An influential human rights advocate and opposition politician Thulani Maseko in Eswatini was shot and killed at his house on Sunday, a spokesman for the country told newsmen.
According to opposition spokesman Sikelela Dlamini, Maseko was shot dead on Saturday night in Luhleko, around 50 kilometres (30 miles) from the capital Mbabane. The attackers were unidentified.
Assailants shot him through the window as he was inside the house with his family, the spokesman claimed to have been informed.
“Details are still scant (and), owing to the trauma his family members are undergoing, they are not yet ready to speak,” Dlamini added.
The government extended condolences to the family and said that police were looking for the killers, calling Maseko’s passing a “lost for the nation.”
Maseko, a renowned human rights attorney and columnist in Eswatini, was engaged in a legal dispute with King Mswati III on the monarch’s decision to rename the nation by decree Eswatini.
In 2018, to commemorate the nation’s 50th anniversary of gaining independence from Britain, Swaziland’s name was changed to Eswatini. Maseko believed that the king had not acted in accordance with the constitution.

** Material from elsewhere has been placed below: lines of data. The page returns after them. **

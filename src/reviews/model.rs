use chrono::{DateTime, Utc};
use serde::{Deserialize, Serialize};
use validator::Validate;

// 평가 모델
#[derive(Debug, Serialize, Deserialize, sqlx::FromRow)]
pub struct Review {
    pub id: i64,
    pub order_id: i64,
    pub reviewer_id: i64,
    pub reviewee_id: i64,
    pub score: i16,
    pub comment: String,
    pub created_at: DateTime<Utc>,
}

// 평가 + 작성자 이름
#[derive(Debug, Serialize, sqlx::FromRow)]
pub struct ReviewView {
    pub id: i64,
    pub order_id: i64,
    pub reviewer_id: i64,
    pub reviewer_name: String,
    pub score: i16,
    pub comment: String,
    pub created_at: DateTime<Utc>,
}

/// 평가 요약 (좋아요/싫어요 수)
#[derive(Debug, Clone, Copy, Default, PartialEq, Eq, Serialize, Deserialize, sqlx::FromRow)]
pub struct RatingSummary {
    pub positive: i64,
    pub negative: i64,
}

impl RatingSummary {
    /// 긍정 평가 비율(%), 평가가 없으면 None
    pub fn percent(&self) -> Option<i64> {
        let total = self.positive + self.negative;
        if total == 0 {
            None
        } else {
            Some(self.positive * 100 / total)
        }
    }
}

#[derive(Debug, Serialize)]
pub struct RatingView {
    pub positive: i64,
    pub negative: i64,
    pub percent: Option<i64>,
}

impl From<RatingSummary> for RatingView {
    fn from(summary: RatingSummary) -> Self {
        Self {
            positive: summary.positive,
            negative: summary.negative,
            percent: summary.percent(),
        }
    }
}

#[derive(Debug, Deserialize, Validate)]
#[validate(schema(function = "validate_score"))]
pub struct CreateReviewRequest {
    pub score: i16,
    #[validate(length(max = 1000, message = "평가 내용은 1000자 이하여야 합니다."))]
    #[serde(default)]
    pub comment: String,
}

fn validate_score(req: &CreateReviewRequest) -> Result<(), validator::ValidationError> {
    if req.score == 1 || req.score == -1 {
        Ok(())
    } else {
        Err(validator::ValidationError::new("score_must_be_plus_or_minus_one"))
    }
}

#[cfg(test)]
mod tests {
    use super::*;

    #[test]
    fn percent_is_none_without_reviews() {
        assert_eq!(RatingSummary::default().percent(), None);
    }

    #[test]
    fn percent_rounds_down() {
        let summary = RatingSummary { positive: 2, negative: 1 };
        assert_eq!(summary.percent(), Some(66));
    }

    #[test]
    fn score_must_be_plus_or_minus_one() {
        let ok = CreateReviewRequest { score: -1, comment: String::new() };
        assert!(ok.validate().is_ok());
        let bad = CreateReviewRequest { score: 5, comment: String::new() };
        assert!(bad.validate().is_err());
    }
}
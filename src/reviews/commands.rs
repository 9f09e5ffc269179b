// region:    --- Imports
use crate::auth::AuthUser;
use crate::database::DatabaseManager;
use crate::error::{AppError, AppResult};
use crate::orders::model::Order;
use crate::query::handlers as query;
use crate::reviews::model::{CreateReviewRequest, Review};
use tracing::info;

// endregion: --- Imports

/// 평가 대상: 주문의 상대방. 완료/취소된 주문만
pub fn reviewee_for(order: &Order, reviewer_id: i64) -> AppResult<i64> {
    let reviewee = if order.buyer_id == reviewer_id {
        order.seller_id
    } else if order.seller_id == reviewer_id {
        order.buyer_id
    } else {
        return Err(AppError::Forbidden("주문 당사자만 평가할 수 있습니다.".to_string()));
    };
    if !order.order_status()?.is_terminal() {
        return Err(AppError::BadRequest(
            "완료되거나 취소된 주문만 평가할 수 있습니다.".to_string(),
        ));
    }
    Ok(reviewee)
}

/// 평가 작성. 같은 주문에 다시 작성하면 수정된다.
pub async fn handle_create_review(
    db_manager: &DatabaseManager,
    user: AuthUser,
    order_id: i64,
    req: CreateReviewRequest,
) -> AppResult<Review> {
    let order = query::get_order(db_manager.pool(), order_id).await?;
    let reviewee_id = reviewee_for(&order, user.id)?;

    let review = sqlx::query_as::<_, Review>(
        "INSERT INTO reviews (order_id, reviewer_id, reviewee_id, score, comment)
         VALUES ($1, $2, $3, $4, $5)
         ON CONFLICT (order_id, reviewer_id) DO UPDATE SET
            score = EXCLUDED.score,
            comment = EXCLUDED.comment,
            created_at = NOW()
         RETURNING id, order_id, reviewer_id, reviewee_id, score, comment, created_at",
    )
    .bind(order_id)
    .bind(user.id)
    .bind(reviewee_id)
    .bind(req.score)
    .bind(req.comment.trim())
    .fetch_one(db_manager.pool())
    .await?;

    info!(
        "{:<12} --> 평가 작성 order: {} {} -> {} ({})",
        "Command", order_id, user.id, reviewee_id, req.score
    );
    Ok(review)
}

#[cfg(test)]
mod tests {
    use super::*;
    use chrono::Utc;

    fn order(status: &str) -> Order {
        let now = Utc::now();
        Order {
            id: 1,
            product_id: 1,
            buyer_id: 10,
            seller_id: 20,
            final_price: 100,
            status: status.into(),
            shipping_address: None,
            tracking_number: None,
            payment_intent_id: None,
            cancel_reason: None,
            payment_deadline: now,
            created_at: now,
            updated_at: now,
        }
    }

    #[test]
    fn each_party_reviews_the_other() {
        let order = order("completed");
        assert_eq!(reviewee_for(&order, 10).unwrap(), 20);
        assert_eq!(reviewee_for(&order, 20).unwrap(), 10);
        assert!(matches!(reviewee_for(&order, 30), Err(AppError::Forbidden(_))));
    }

    #[test]
    fn open_orders_cannot_be_reviewed() {
        assert!(matches!(
            reviewee_for(&order("pending_shipping"), 10),
            Err(AppError::BadRequest(_))
        ));
        assert!(reviewee_for(&order("cancelled"), 10).is_ok());
    }
}
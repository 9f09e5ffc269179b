// region:    --- Imports
use crate::handlers::{self, admin, auth, bidding, catalog, chat, orders, payments, seller, users};
use crate::realtime::ws::ws_handler;
use crate::state::AppState;
use axum::extract::DefaultBodyLimit;
use axum::routing::{delete, get, post, put};
use axum::Router;
use tower_http::cors::{Any, CorsLayer};
use tower_http::trace::TraceLayer;

// endregion: --- Imports

const BODY_LIMIT: usize = 1024 * 1024 * 2;

/// 전체 라우터
pub fn create_router(state: AppState) -> Router {
    let cors = CorsLayer::new()
        .allow_origin(Any)
        .allow_methods(Any)
        .allow_headers(Any);

    let api = Router::new()
        // auth
        .route("/auth/register", post(auth::handle_register))
        .route("/auth/login", post(auth::handle_login))
        .route("/auth/refresh", post(auth::handle_refresh))
        .route("/auth/logout", post(auth::handle_logout))
        // users
        .route("/users/me", get(users::handle_get_me).put(users::handle_update_me))
        .route("/users/me/password", put(users::handle_change_password))
        .route("/users/me/seller-request", post(users::handle_seller_request))
        .route("/users/me/watchlist", get(users::handle_get_watchlist))
        .route(
            "/users/me/watchlist/:product_id",
            post(users::handle_add_watch).delete(users::handle_remove_watch),
        )
        .route("/users/me/bids", get(users::handle_my_bids))
        .route("/users/me/won", get(users::handle_my_won))
        .route("/users/:id", get(users::handle_get_profile))
        .route("/users/:id/reviews", get(users::handle_get_reviews))
        // catalog
        .route(
            "/categories",
            get(catalog::handle_get_categories).post(catalog::handle_create_category),
        )
        .route(
            "/categories/:id",
            put(catalog::handle_update_category).delete(catalog::handle_delete_category),
        )
        .route(
            "/products",
            get(catalog::handle_get_products).post(catalog::handle_create_product),
        )
        .route(
            "/products/:id",
            get(catalog::handle_get_product)
                .put(catalog::handle_update_product)
                .delete(catalog::handle_delete_product),
        )
        // bidding
        .route("/products/:id/bids", get(bidding::handle_get_bid_history))
        .route("/products/:id/highest-bid", get(bidding::handle_get_highest_bid))
        .route("/products/:id/buy-now", post(bidding::handle_buy_now))
        .route("/products/:id/reject-bidder", post(bidding::handle_reject))
        .route("/bids", post(bidding::handle_place_bid))
        .route("/auto-bids", post(bidding::handle_auto_bid))
        .route("/auto-bids/:product_id", delete(bidding::handle_delete_auto_bid))
        // orders
        .route("/orders", get(orders::handle_get_orders))
        .route("/orders/:id", get(orders::handle_get_order).put(orders::handle_update))
        .route("/orders/:id/reviews", post(orders::handle_review))
        // payments
        .route("/payments/intent", post(payments::handle_intent))
        .route("/payments/confirm", post(payments::handle_confirm))
        // chat
        .route(
            "/chat/orders/:order_id/messages",
            get(chat::handle_get_messages).post(chat::handle_post_message),
        )
        // admin
        .route("/admin/stats", get(admin::handle_stats))
        .route("/admin/users", get(admin::handle_users))
        .route("/admin/users/:id/role", put(admin::handle_update_role))
        .route("/admin/users/:id/active", put(admin::handle_update_active))
        .route(
            "/admin/settings",
            get(admin::handle_get_settings).put(admin::handle_update_settings),
        )
        .route("/admin/products/:id", delete(catalog::handle_admin_delete_product))
        // seller
        .route("/seller/dashboard", get(seller::handle_dashboard))
        .route("/seller/products", get(seller::handle_products))
        .route("/seller/orders", get(seller::handle_orders));

    Router::new()
        .route("/health", get(handlers::handle_health))
        .route("/ws", get(ws_handler))
        .nest("/api", api)
        .layer(DefaultBodyLimit::max(BODY_LIMIT))
        .layer(TraceLayer::new_for_http())
        .layer(cors)
        .with_state(state)
}
/// 관리자 커맨드
/// 1. 역할 변경 (판매자 승인 포함)
/// 2. 계정 정지/해제
/// 3. 경매 설정 변경
///
/// 역할 변경과 정지는 리프레시 토큰을 모두 폐기한다. 발급된 액세스 토큰은 만료까지 유효하다.
// region:    --- Imports
use crate::auction::settings::AuctionSettings;
use crate::auth::commands::revoke_all_refresh_tokens;
use crate::config::AuctionDefaults;
use crate::database::DatabaseManager;
use crate::error::{AppError, AppResult};
use crate::users::model::{User, UserRole};
use tracing::info;

// endregion: --- Imports

const USER_COLUMNS: &str =
    "id, email, password_hash, full_name, address, role, is_active, seller_requested_at, created_at";

/// 1. 역할 변경
pub async fn handle_update_role(
    db_manager: &DatabaseManager,
    admin_id: i64,
    user_id: i64,
    role: UserRole,
) -> AppResult<User> {
    if admin_id == user_id && role != UserRole::Admin {
        return Err(AppError::BadRequest(
            "자신의 관리자 권한은 해제할 수 없습니다.".to_string(),
        ));
    }

    let mut tx = db_manager.pool().begin().await?;
    let user = sqlx::query_as::<_, User>(&format!(
        "UPDATE users SET role = $1, seller_requested_at = NULL WHERE id = $2 RETURNING {}",
        USER_COLUMNS
    ))
    .bind(role.as_str())
    .bind(user_id)
    .fetch_optional(&mut *tx)
    .await?
    .ok_or_else(|| AppError::not_found("사용자"))?;
    revoke_all_refresh_tokens(&mut tx, user_id).await?;
    tx.commit().await?;

    info!("{:<12} --> 역할 변경 user: {} -> {}", "Command", user_id, role);
    Ok(user)
}

/// 2. 계정 정지/해제
pub async fn handle_set_active(
    db_manager: &DatabaseManager,
    admin_id: i64,
    user_id: i64,
    is_active: bool,
) -> AppResult<User> {
    if admin_id == user_id && !is_active {
        return Err(AppError::BadRequest("자신의 계정은 정지할 수 없습니다.".to_string()));
    }

    let mut tx = db_manager.pool().begin().await?;
    let user = sqlx::query_as::<_, User>(&format!(
        "UPDATE users SET is_active = $1 WHERE id = $2 RETURNING {}",
        USER_COLUMNS
    ))
    .bind(is_active)
    .bind(user_id)
    .fetch_optional(&mut *tx)
    .await?
    .ok_or_else(|| AppError::not_found("사용자"))?;
    if !is_active {
        revoke_all_refresh_tokens(&mut tx, user_id).await?;
    }
    tx.commit().await?;

    info!("{:<12} --> 계정 활성 상태 user: {} -> {}", "Command", user_id, is_active);
    Ok(user)
}

pub async fn handle_get_settings(
    db_manager: &DatabaseManager,
    defaults: AuctionDefaults,
) -> AppResult<AuctionSettings> {
    let mut conn = db_manager.pool().acquire().await?;
    Ok(AuctionSettings::load(&mut conn, defaults).await?)
}

/// 3. 경매 설정 변경
pub async fn handle_update_settings(
    db_manager: &DatabaseManager,
    settings: AuctionSettings,
) -> AppResult<AuctionSettings> {
    let mut conn = db_manager.pool().acquire().await?;
    settings.save(&mut conn).await?;
    info!("{:<12} --> 경매 설정 변경 {:?}", "Command", settings);
    Ok(settings)
}
// region:    --- Imports
use crate::auth::AuthUser;
use crate::error::AppResult;
use crate::orders::model::Order;
use crate::payments::commands::{handle_confirm_payment, handle_create_intent};
use crate::payments::{ConfirmPaymentRequest, CreateIntentRequest, IntentResponse};
use crate::state::AppState;
use crate::validation::ValidatedJson;
use axum::extract::State;
use axum::Json;

// endregion: --- Imports

pub async fn handle_intent(
    State(state): State<AppState>,
    user: AuthUser,
    ValidatedJson(req): ValidatedJson<CreateIntentRequest>,
) -> AppResult<Json<IntentResponse>> {
    Ok(Json(
        handle_create_intent(&state.db, state.payments.as_ref(), user.id, req.order_id).await?,
    ))
}

pub async fn handle_confirm(
    State(state): State<AppState>,
    user: AuthUser,
    ValidatedJson(req): ValidatedJson<ConfirmPaymentRequest>,
) -> AppResult<Json<Order>> {
    Ok(Json(
        handle_confirm_payment(
            &state.db,
            state.payments.as_ref(),
            state.publisher.as_ref(),
            &state.config.stripe.currency,
            user.id,
            req,
        )
        .await?,
    ))
}
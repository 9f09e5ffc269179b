/// 사용자 커맨드
/// 1. 프로필 수정
/// 2. 비밀번호 변경
/// 3. 판매자 전환 요청
/// 4. 관심 상품 추가/삭제
// region:    --- Imports
use crate::auth::password::PasswordHasher;
use crate::database::DatabaseManager;
use crate::error::{AppError, AppResult};
use crate::query::handlers as query;
use crate::users::model::{ChangePasswordRequest, UpdateProfileRequest, User, UserRole};
use tracing::info;

// endregion: --- Imports

const USER_COLUMNS: &str =
    "id, email, password_hash, full_name, address, role, is_active, seller_requested_at, created_at";

/// 1. 프로필 수정
pub async fn handle_update_profile(
    db_manager: &DatabaseManager,
    user_id: i64,
    req: UpdateProfileRequest,
) -> AppResult<User> {
    let address = req.address.as_deref().map(str::trim).filter(|a| !a.is_empty());
    sqlx::query_as::<_, User>(&format!(
        "UPDATE users SET full_name = $1, address = $2 WHERE id = $3 RETURNING {}",
        USER_COLUMNS
    ))
    .bind(req.full_name.trim())
    .bind(address)
    .bind(user_id)
    .fetch_optional(db_manager.pool())
    .await?
    .ok_or_else(|| AppError::not_found("사용자"))
}

/// 2. 비밀번호 변경 (현재 비밀번호 확인)
pub async fn handle_change_password(
    db_manager: &DatabaseManager,
    hasher: &PasswordHasher,
    user_id: i64,
    req: ChangePasswordRequest,
) -> AppResult<()> {
    let user = query::get_user(db_manager.pool(), user_id).await?;
    hasher
        .compare_password(&user.password_hash, &req.current_password)
        .await
        .map_err(|e| match e {
            AppError::Unauthorized(_) => {
                AppError::BadRequest("현재 비밀번호가 올바르지 않습니다.".to_string())
            }
            other => other,
        })?;

    let password_hash = hasher.hash_password(&req.new_password).await?;
    let mut tx = db_manager.pool().begin().await?;
    sqlx::query("UPDATE users SET password_hash = $1 WHERE id = $2")
        .bind(password_hash)
        .bind(user_id)
        .execute(&mut *tx)
        .await?;
    crate::auth::commands::revoke_all_refresh_tokens(&mut tx, user_id).await?;
    tx.commit().await?;

    info!("{:<12} --> 비밀번호 변경 user: {}", "Command", user_id);
    Ok(())
}

/// 3. 판매자 전환 요청
pub async fn handle_seller_request(db_manager: &DatabaseManager, user_id: i64) -> AppResult<User> {
    let user = query::get_user(db_manager.pool(), user_id).await?;
    if user.user_role() != UserRole::Bidder {
        return Err(AppError::Conflict("이미 판매자 권한이 있습니다.".to_string()));
    }
    if user.seller_requested_at.is_some() {
        return Err(AppError::Conflict("이미 판매자 전환을 요청했습니다.".to_string()));
    }

    let user = sqlx::query_as::<_, User>(&format!(
        "UPDATE users SET seller_requested_at = NOW() WHERE id = $1 RETURNING {}",
        USER_COLUMNS
    ))
    .bind(user_id)
    .fetch_one(db_manager.pool())
    .await?;
    info!("{:<12} --> 판매자 전환 요청 user: {}", "Command", user_id);
    Ok(user)
}

/// 4. 관심 상품 추가
pub async fn handle_add_watch(
    db_manager: &DatabaseManager,
    user_id: i64,
    product_id: i64,
) -> AppResult<()> {
    query::get_product(db_manager.pool(), product_id).await?;
    sqlx::query(
        "INSERT INTO watchlist (user_id, product_id) VALUES ($1, $2)
         ON CONFLICT (user_id, product_id) DO NOTHING",
    )
    .bind(user_id)
    .bind(product_id)
    .execute(db_manager.pool())
    .await?;
    Ok(())
}

/// 4. 관심 상품 삭제
pub async fn handle_remove_watch(
    db_manager: &DatabaseManager,
    user_id: i64,
    product_id: i64,
) -> AppResult<()> {
    let result = sqlx::query("DELETE FROM watchlist WHERE user_id = $1 AND product_id = $2")
        .bind(user_id)
        .bind(product_id)
        .execute(db_manager.pool())
        .await?;
    if result.rows_affected() == 0 {
        return Err(AppError::not_found("관심 상품"));
    }
    Ok(())
}
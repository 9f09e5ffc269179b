/// 방(room) 단위 실시간 알림 허브
/// 방마다 broadcast 채널 하나. 첫 구독 시 생성되고 구독자가 없으면 제거된다.
// region:    --- Imports
use crate::auction::events::{MarketEvent, Notification};
use serde::Serialize;
use std::collections::HashMap;
use std::sync::Mutex;
use tokio::sync::broadcast;
use tracing::debug;

// endregion: --- Imports

const ROOM_CAPACITY: usize = 256;

/// 클라이언트로 보내는 프레임
#[derive(Debug, Clone, PartialEq, Serialize)]
pub struct ServerFrame {
    pub event: String,
    pub room: String,
    pub data: serde_json::Value,
}

impl From<&Notification> for ServerFrame {
    fn from(n: &Notification) -> Self {
        Self {
            event: n.event.to_string(),
            room: n.room.clone(),
            data: n.data.clone(),
        }
    }
}

#[derive(Default)]
pub struct RealtimeHub {
    rooms: Mutex<HashMap<String, broadcast::Sender<ServerFrame>>>,
}

impl RealtimeHub {
    pub fn new() -> Self {
        Self::default()
    }

    /// 방 구독
    pub fn subscribe(&self, room: &str) -> broadcast::Receiver<ServerFrame> {
        let mut rooms = self.rooms.lock().unwrap_or_else(|e| e.into_inner());
        rooms
            .entry(room.to_string())
            .or_insert_with(|| broadcast::channel(ROOM_CAPACITY).0)
            .subscribe()
    }

    /// 방에 알림 전송, 받은 구독자 수 반환
    pub fn broadcast(&self, notification: &Notification) -> usize {
        let mut rooms = self.rooms.lock().unwrap_or_else(|e| e.into_inner());
        let Some(sender) = rooms.get(&notification.room) else {
            return 0;
        };
        match sender.send(ServerFrame::from(notification)) {
            Ok(count) => count,
            Err(_) => {
                // 구독자 없음
                rooms.remove(&notification.room);
                0
            }
        }
    }

    /// 이벤트의 모든 알림 전송
    pub fn dispatch(&self, event: &MarketEvent) {
        for notification in event.notifications() {
            let delivered = self.broadcast(&notification);
            debug!(
                "{:<12} --> {} -> {} ({}명)",
                "Realtime", notification.event, notification.room, delivered
            );
        }
    }

    /// 구독자가 없는 방 정리
    pub fn prune(&self) {
        let mut rooms = self.rooms.lock().unwrap_or_else(|e| e.into_inner());
        rooms.retain(|_, sender| sender.receiver_count() > 0);
    }

    pub fn room_count(&self) -> usize {
        self.rooms.lock().unwrap_or_else(|e| e.into_inner()).len()
    }
}

#[cfg(test)]
mod tests {
    use super::*;
    use chrono::Utc;

    fn chat_event(order_id: i64) -> MarketEvent {
        MarketEvent::ChatMessageSent {
            message_id: 1,
            order_id,
            sender_id: 1,
            content: "hi".into(),
            timestamp: Utc::now(),
        }
    }

    #[tokio::test]
    async fn subscribers_receive_room_events_only() {
        let hub = RealtimeHub::new();
        let mut order_rx = hub.subscribe("order:1");
        let mut other_rx = hub.subscribe("order:2");

        hub.dispatch(&chat_event(1));

        let frame = order_rx.recv().await.unwrap();
        assert_eq!(frame.event, "new-message");
        assert_eq!(frame.room, "order:1");
        assert!(other_rx.try_recv().is_err());
    }

    #[test]
    fn broadcasting_to_an_unknown_room_is_a_no_op() {
        let hub = RealtimeHub::new();
        hub.dispatch(&chat_event(5));
        assert_eq!(hub.room_count(), 0);
    }

    #[test]
    fn empty_rooms_are_dropped() {
        let hub = RealtimeHub::new();
        let rx = hub.subscribe("order:3");
        assert_eq!(hub.room_count(), 1);
        drop(rx);
        hub.prune();
        assert_eq!(hub.room_count(), 0);

        let rx = hub.subscribe("order:3");
        drop(rx);
        hub.dispatch(&chat_event(3));
        assert_eq!(hub.room_count(), 0);
    }
}
// region:    --- Imports
use crate::auction::settings::AuctionSettings;
use crate::auth::AdminUser;
use crate::catalog::model::Page;
use crate::dashboard::commands;
use crate::dashboard::model::{AdminStats, UpdateActiveRequest, UpdateRoleRequest, UserListQuery};
use crate::error::AppResult;
use crate::query::handlers as query;
use crate::state::AppState;
use crate::users::model::User;
use crate::validation::ValidatedJson;
use axum::extract::{Path, Query, State};
use axum::Json;

// endregion: --- Imports

pub async fn handle_stats(
    State(state): State<AppState>,
    _admin: AdminUser,
) -> AppResult<Json<AdminStats>> {
    Ok(Json(query::get_admin_stats(&state.db).await?))
}

/// 사용자 목록 (seller_requests_only=true 면 판매자 전환 요청만)
pub async fn handle_users(
    State(state): State<AppState>,
    _admin: AdminUser,
    Query(params): Query<UserListQuery>,
) -> AppResult<Json<Page<User>>> {
    Ok(Json(query::list_users(&state.db, &params).await?))
}

pub async fn handle_update_role(
    State(state): State<AppState>,
    AdminUser(admin): AdminUser,
    Path(user_id): Path<i64>,
    Json(req): Json<UpdateRoleRequest>,
) -> AppResult<Json<User>> {
    Ok(Json(
        commands::handle_update_role(&state.db, admin.id, user_id, req.role).await?,
    ))
}

pub async fn handle_update_active(
    State(state): State<AppState>,
    AdminUser(admin): AdminUser,
    Path(user_id): Path<i64>,
    Json(req): Json<UpdateActiveRequest>,
) -> AppResult<Json<User>> {
    Ok(Json(
        commands::handle_set_active(&state.db, admin.id, user_id, req.is_active).await?,
    ))
}

pub async fn handle_get_settings(
    State(state): State<AppState>,
    _admin: AdminUser,
) -> AppResult<Json<AuctionSettings>> {
    Ok(Json(
        commands::handle_get_settings(&state.db, state.config.auction).await?,
    ))
}

pub async fn handle_update_settings(
    State(state): State<AppState>,
    _admin: AdminUser,
    ValidatedJson(settings): ValidatedJson<AuctionSettings>,
) -> AppResult<Json<AuctionSettings>> {
    Ok(Json(commands::handle_update_settings(&state.db, settings).await?))
}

The European Union demanded that the murderers be apprehended and expressed “grave concern” over the circumstances in Eswatini.
“The EU calls on the authorities to ensure the safety of all citizens, including political activists,” it said in a statement.
The U.S. Embassy at Mbabane expressed “profound sadness” and extended “deepest condolences to Mr. Maseko’s family, friends and admirers around the world”.
“Eswatini and the world have lost a powerful voice for non violence and human rights,” the embassy added.
The Swaziland Solidarity Network (SSN) said last week that Eswatini’s security forces had been aided by the king’s hiring of mercenaries, primarily white Afrikaners from the country’s neighbor South Africa, to quell growing anti-government sentiment in Eswatini.
However, Alpheous Nxumalo, a government spokesman, claimed that “no hitmen have been hired.”
Freedom Under Law, a rights organisation active in southern Africa, accused the administration of wrongdoing.
“Somehow the stunning news that Thulani Maseko has been gunned down in cold blood comes as no surprise,” it said in a statement.
“A ceaseless and fearless human-rights lawyer, an outspoken critic of the regime in his beloved Eswatini, Thulani had all too long suffered at the hands of a heedless regime.”